La bonne littérature est de droite. Le grand critique Albert Thibaudet l’a dit une fois pour toutes. Il en va de même de la bonne polémique. Quoique née dans sa forme moderne en 1789, elle s’est épanouie à droite. La Révolution fut trop sanguinaire pour élever les écrivaillons dont elle louait les services au rang de polémistes.
À lui seul, Marat nous montre ce qu’il advient des plus mauvais d’entre eux lorsqu’ils épousent le pouvoir – des égorgeurs. Ses appels au meurtre dans L’Ami du peuple rythmèrent le sabbat infernal de la Terreur. Ami du peuple, ennemi du reste. C’était l’idole des tricoteuses et des sectionnaires jusqu’à ce que Charlotte Corday vienne venger ses victimes. Du roi, il disait : « Égorgeons le cochon ! Faisons-en autant de quartiers qu’il y a de départements pour en envoyer un morceau à chacun. » Son eczéma le démangeait, il s’en vengeait dans son bain en égrenant la liste des suspects.
L’hagiographie républicaine l’a canonisé, mais c’était un pourceau qu’excitait la vue du sang, comme Camille Desmoulins, le plus brillant de la bande, déchaînant sa verve macabre à la vue de la guillotine.

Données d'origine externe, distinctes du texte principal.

// Copyright 2025-Present Datadog, Inc. https://www.datadoghq.com/
// SPDX-License-Identifier: Apache-2.0

//! Integration coverage for the concrete hex scenarios enumerated in the
//! testable-properties section of this crate's design: build a tiny
//! registry by hand (the way a schema-discovery front-end would, but
//! without depending on one), serialize, and assert byte-for-byte against
//! the official protobuf wire encoding.

use std::any::{Any, TypeId};
use std::sync::Arc;

use libdd_proto_dynamic::descriptor::{DataFormat, FieldDescriptorBuilder, ScalarType, ValueKind, WellKnownKind};
use libdd_proto_dynamic::registry::{RegistryOptions, TypeEntry, TypeRegistry};
use libdd_proto_dynamic::value::Value;
use libdd_proto_dynamic::wkt;
use libdd_proto_dynamic::{deserialize_slice, serialize_to_vec};

type Host = dyn Any + Send + Sync;

#[derive(Default)]
struct SingleInt32 {
    a: i32,
}

#[test]
fn scenario_1_message_field1_int32_150() {
    let registry = TypeRegistry::new(RegistryOptions::default());
    let key = registry
        .register(
            TypeEntry::new(
                TypeId::of::<SingleInt32>(),
                "SingleInt32",
                vec![FieldDescriptorBuilder::new(
                    1,
                    ValueKind::Scalar(ScalarType::Int32),
                    Box::new(|h: &Host| Value::I32(h.downcast_ref::<SingleInt32>().unwrap().a)),
                    Box::new(|h: &mut Host, v: Value| h.downcast_mut::<SingleInt32>().unwrap().a = v.as_i32(1).unwrap()),
                )
                .build()],
            )
            .unwrap()
            .with_factory(Box::new(|| Box::<SingleInt32>::default())),
        )
        .unwrap();
    registry.freeze().unwrap();

    let value: Arc<dyn Any + Send + Sync> = Arc::new(SingleInt32 { a: 150 });
    let bytes = serialize_to_vec(&registry, key, &value).unwrap();
    assert_eq!(bytes, vec![0x08, 0x96, 0x01]);

    let decoded = deserialize_slice(&registry, key, bytes, true).unwrap();
    assert_eq!(decoded.downcast_ref::<SingleInt32>().unwrap().a, 150);
}

#[derive(Default)]
struct SingleString {
    s: String,
}

#[test]
fn scenario_2_message_field2_string_testing() {
    let registry = TypeRegistry::new(RegistryOptions::default());
    let key = registry
        .register(
            TypeEntry::new(
                TypeId::of::<SingleString>(),
                "SingleString",
                vec![FieldDescriptorBuilder::new(
                    2,
                    ValueKind::Scalar(ScalarType::String),
                    Box::new(|h: &Host| Value::String(Arc::from(h.downcast_ref::<SingleString>().unwrap().s.as_str()))),
                    Box::new(|h: &mut Host, v: Value| {
                        h.downcast_mut::<SingleString>().unwrap().s = v.as_str(2).unwrap().to_owned()
                    }),
                )
                .build()],
            )
            .unwrap()
            .with_factory(Box::new(|| Box::<SingleString>::default())),
        )
        .unwrap();
    registry.freeze().unwrap();

    let value: Arc<dyn Any + Send + Sync> = Arc::new(SingleString { s: "testing".to_owned() });
    let bytes = serialize_to_vec(&registry, key, &value).unwrap();
    assert_eq!(
        bytes,
        vec![0x12, 0x07, 0x74, 0x65, 0x73, 0x74, 0x69, 0x6e, 0x67]
    );

    let decoded = deserialize_slice(&registry, key, bytes, true).unwrap();
    assert_eq!(decoded.downcast_ref::<SingleString>().unwrap().s, "testing");
}

#[derive(Default)]
struct PackedInts {
    items: Vec<i32>,
}

#[test]
fn scenario_3_packed_repeated_int32_field4() {
    let registry = TypeRegistry::new(RegistryOptions::default());
    let key = registry
        .register(
            TypeEntry::new(
                TypeId::of::<PackedInts>(),
                "PackedInts",
                vec![FieldDescriptorBuilder::new(
                    4,
                    ValueKind::Repeated(Box::new(ValueKind::Scalar(ScalarType::Int32))),
                    Box::new(|h: &Host| {
                        Value::Repeated(
                            h.downcast_ref::<PackedInts>()
                                .unwrap()
                                .items
                                .iter()
                                .map(|v| Value::I32(*v))
                                .collect(),
                        )
                    }),
                    Box::new(|h: &mut Host, v: Value| {
                        if let Value::Repeated(items) = v {
                            h.downcast_mut::<PackedInts>().unwrap().items =
                                items.into_iter().map(|item| item.as_i32(4).unwrap()).collect();
                        }
                    }),
                )
                .packed(true)
                .build()],
            )
            .unwrap()
            .with_factory(Box::new(|| Box::<PackedInts>::default())),
        )
        .unwrap();
    registry.freeze().unwrap();

    let value: Arc<dyn Any + Send + Sync> = Arc::new(PackedInts {
        items: vec![3, 270, 86942],
    });
    let bytes = serialize_to_vec(&registry, key, &value).unwrap();
    assert_eq!(
        bytes,
        vec![0x22, 0x06, 0x03, 0x8e, 0x02, 0x9e, 0xa7, 0x05]
    );

    let decoded = deserialize_slice(&registry, key, bytes, true).unwrap();
    assert_eq!(decoded.downcast_ref::<PackedInts>().unwrap().items, vec![3, 270, 86942]);
}

#[derive(Default)]
struct Inner {
    a: i32,
}
#[derive(Default)]
struct Outer {
    inner: Option<Arc<dyn Any + Send + Sync>>,
}

#[test]
fn scenario_4_submessage_field3() {
    let registry = TypeRegistry::new(RegistryOptions::default());
    let inner_key = registry
        .register(
            TypeEntry::new(
                TypeId::of::<Inner>(),
                "Inner",
                vec![FieldDescriptorBuilder::new(
                    1,
                    ValueKind::Scalar(ScalarType::Int32),
                    Box::new(|h: &Host| Value::I32(h.downcast_ref::<Inner>().unwrap().a)),
                    Box::new(|h: &mut Host, v: Value| h.downcast_mut::<Inner>().unwrap().a = v.as_i32(1).unwrap()),
                )
                .build()],
            )
            .unwrap()
            .with_factory(Box::new(|| Box::<Inner>::default())),
        )
        .unwrap();
    let outer_key = registry
        .register(
            TypeEntry::new(
                TypeId::of::<Outer>(),
                "Outer",
                vec![FieldDescriptorBuilder::new(
                    3,
                    ValueKind::Message(inner_key),
                    Box::new(|h: &Host| match &h.downcast_ref::<Outer>().unwrap().inner {
                        Some(inner) => Value::Message(inner.clone()),
                        None => Value::Absent,
                    }),
                    Box::new(|h: &mut Host, v: Value| {
                        if let Value::Message(inner) = v {
                            h.downcast_mut::<Outer>().unwrap().inner = Some(inner);
                        }
                    }),
                )
                .build()],
            )
            .unwrap()
            .with_factory(Box::new(|| Box::<Outer>::default())),
        )
        .unwrap();
    registry.freeze().unwrap();

    let value: Arc<dyn Any + Send + Sync> = Arc::new(Outer {
        inner: Some(Arc::new(Inner { a: 150 })),
    });
    let bytes = serialize_to_vec(&registry, outer_key, &value).unwrap();
    assert_eq!(bytes, vec![0x1a, 0x03, 0x08, 0x96, 0x01]);

    let decoded = deserialize_slice(&registry, outer_key, bytes, true).unwrap();
    let outer = decoded.downcast_ref::<Outer>().unwrap();
    let inner = outer.inner.as_ref().unwrap().downcast_ref::<Inner>().unwrap();
    assert_eq!(inner.a, 150);
}

#[derive(Default)]
struct HoldsDuration {
    d: Option<Arc<dyn Any + Send + Sync>>,
}

#[test]
fn scenario_5_duration_1_5_seconds() {
    let registry = TypeRegistry::new(RegistryOptions::default());
    // `TypeKey` is never consulted for a well-known-type field (its shape
    // is fixed, not registry-described), but a `ValueKind::Message` still
    // needs one; any registered entry works as the unread placeholder.
    let placeholder_key = registry
        .register(TypeEntry::new(TypeId::of::<()>(), "Unit", vec![]).unwrap())
        .unwrap();
    let key = registry
        .register(
            TypeEntry::new(
                TypeId::of::<HoldsDuration>(),
                "HoldsDuration",
                vec![FieldDescriptorBuilder::new(
                    1,
                    ValueKind::Message(placeholder_key),
                    Box::new(|h: &Host| match &h.downcast_ref::<HoldsDuration>().unwrap().d {
                        Some(d) => Value::Message(d.clone()),
                        None => Value::Absent,
                    }),
                    Box::new(|h: &mut Host, v: Value| {
                        if let Value::Message(d) = v {
                            h.downcast_mut::<HoldsDuration>().unwrap().d = Some(d);
                        }
                    }),
                )
                .data_format(DataFormat::WellKnown(WellKnownKind::Duration))
                .build()],
            )
            .unwrap()
            .with_factory(Box::new(|| Box::<HoldsDuration>::default())),
        )
        .unwrap();
    registry.freeze().unwrap();

    let value: Arc<dyn Any + Send + Sync> = Arc::new(HoldsDuration {
        d: Some(Arc::new(wkt::Duration {
            seconds: 1,
            nanos: 500_000_000,
        })),
    });
    let bytes = serialize_to_vec(&registry, key, &value).unwrap();
    // field 1, LEN, then the Duration sub-message's own {1: 1}{2: 500000000}
    assert_eq!(
        bytes,
        vec![0x0a, 0x08, 0x08, 0x01, 0x10, 0x80, 0x94, 0xeb, 0xdc, 0x01]
    );

    let decoded = deserialize_slice(&registry, key, bytes, true).unwrap();
    let host = decoded.downcast_ref::<HoldsDuration>().unwrap();
    let d = host.d.as_ref().unwrap().downcast_ref::<wkt::Duration>().unwrap();
    assert_eq!(*d, wkt::Duration { seconds: 1, nanos: 500_000_000 });
}

#[derive(Default)]
struct StringIntMap {
    entries: Vec<(String, i32)>,
}

#[test]
fn scenario_6_map_string_int32_field7() {
    let registry = TypeRegistry::new(RegistryOptions::default());
    let key = registry
        .register(
            TypeEntry::new(
                TypeId::of::<StringIntMap>(),
                "StringIntMap",
                vec![FieldDescriptorBuilder::new(
                    7,
                    ValueKind::Map {
                        key: ScalarType::String,
                        value: Box::new(ValueKind::Scalar(ScalarType::Int32)),
                    },
                    Box::new(|h: &Host| {
                        Value::Map(
                            h.downcast_ref::<StringIntMap>()
                                .unwrap()
                                .entries
                                .iter()
                                .map(|(k, v)| (Value::String(Arc::from(k.as_str())), Value::I32(*v)))
                                .collect(),
                        )
                    }),
                    Box::new(|h: &mut Host, v: Value| {
                        if let Value::Map(entries) = v {
                            h.downcast_mut::<StringIntMap>().unwrap().entries = entries
                                .into_iter()
                                .map(|(k, v)| (k.as_str(7).unwrap().to_owned(), v.as_i32(7).unwrap()))
                                .collect();
                        }
                    }),
                )
                .build()],
            )
            .unwrap()
            .with_factory(Box::new(|| Box::<StringIntMap>::default())),
        )
        .unwrap();
    registry.freeze().unwrap();

    let value: Arc<dyn Any + Send + Sync> = Arc::new(StringIntMap {
        entries: vec![("a".to_owned(), 1), ("b".to_owned(), 2)],
    });
    let bytes = serialize_to_vec(&registry, key, &value).unwrap();
    assert_eq!(
        bytes,
        vec![
            0x3a, 0x05, 0x0a, 0x01, 0x61, 0x10, 0x01, 0x3a, 0x05, 0x0a, 0x01, 0x62, 0x10, 0x02,
        ]
    );

    let decoded = deserialize_slice(&registry, key, bytes, true).unwrap();
    let mut entries = decoded.downcast_ref::<StringIntMap>().unwrap().entries.clone();
    entries.sort();
    assert_eq!(entries, vec![("a".to_owned(), 1), ("b".to_owned(), 2)]);
}

#[derive(Default)]
struct TwoInts {
    a: i32,
    b: i32,
}

fn two_ints_registry(use_implicit_zero_defaults: bool) -> (TypeRegistry, libdd_proto_dynamic::registry::TypeKey) {
    let registry = TypeRegistry::new(RegistryOptions {
        use_implicit_zero_defaults,
        ..RegistryOptions::default()
    });
    let key = registry
        .register(
            TypeEntry::new(
                TypeId::of::<TwoInts>(),
                "TwoInts",
                vec![
                    FieldDescriptorBuilder::new(
                        1,
                        ValueKind::Scalar(ScalarType::Int32),
                        Box::new(|h: &Host| Value::I32(h.downcast_ref::<TwoInts>().unwrap().a)),
                        Box::new(|h: &mut Host, v: Value| h.downcast_mut::<TwoInts>().unwrap().a = v.as_i32(1).unwrap()),
                    )
                    .build(),
                    FieldDescriptorBuilder::new(
                        2,
                        ValueKind::Scalar(ScalarType::Int32),
                        Box::new(|h: &Host| Value::I32(h.downcast_ref::<TwoInts>().unwrap().b)),
                        Box::new(|h: &mut Host, v: Value| h.downcast_mut::<TwoInts>().unwrap().b = v.as_i32(2).unwrap()),
                    )
                    .build(),
                ],
            )
            .unwrap()
            .with_factory(Box::new(|| Box::<TwoInts>::default())),
        )
        .unwrap();
    registry.freeze().unwrap();
    (registry, key)
}

#[test]
fn implicit_zero_default_suppresses_write_and_seeds_read_when_enabled() {
    let (registry, key) = two_ints_registry(true);
    let value: Arc<dyn Any + Send + Sync> = Arc::new(TwoInts { a: 0, b: 3 });
    let bytes = serialize_to_vec(&registry, key, &value).unwrap();
    // field 1 == its implicit zero and is suppressed entirely; only field 2 is written.
    assert_eq!(bytes, vec![0x10, 0x03]);

    let decoded = deserialize_slice(&registry, key, bytes, true).unwrap();
    let decoded = decoded.downcast_ref::<TwoInts>().unwrap();
    assert_eq!(decoded.a, 0);
    assert_eq!(decoded.b, 3);
}

#[test]
fn implicit_zero_default_off_by_default_writes_the_zero_scalar() {
    let (registry, key) = two_ints_registry(false);
    let value: Arc<dyn Any + Send + Sync> = Arc::new(TwoInts { a: 0, b: 3 });
    let bytes = serialize_to_vec(&registry, key, &value).unwrap();
    // with the option off, a zero-valued field with no explicit default still writes.
    assert_eq!(bytes, vec![0x08, 0x00, 0x10, 0x03]);
}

Desmoulins a mis la Terreur dans le latin des cuistres, Marat dans la langue des corps de garde et Hébert dans celle de l’ordure, assortissant sa logorrhée de « foutre » et de « bougre ». Son journal, Le Père Duchesne, était un gland. Il n’y en a pas un pour sauver l’autre. Seul, dans cette bande d’assassins, surnage Chénier, l’ange et la colombe de la Révolution. De prison, il éleva un chant déchirant. « Console-toi, gibet. Tu sauveras la France. »
Rivarol, le vrai
Mais le vrai polémiste de 1789, c’est Rivarol, le contre-révolutionnaire qui fut paradoxalement le meilleur élève de Voltaire. À deux siècles de distance, son Journal politique et national et son Petit dictionnaire des grands hommes de la révolution restent des bijoux. Il avait des prémonitions stupéfiantes, sur Napoléon entre autres, dont il annonça le destin à la virgule près. Sainte-Beuve disait de ses textes qu’il laissait échapper « le cri de la civilisation perdue ». Et la civilisation avait de beaux restes chez lui. « Mirabeau est capable de tout pour de l’argent, même d’une bonne action. » La Fayette ? « Quel est cet homme qu’une Révolution n’a pu grandir et que le malheur n’empêche point d’être méprisable ? »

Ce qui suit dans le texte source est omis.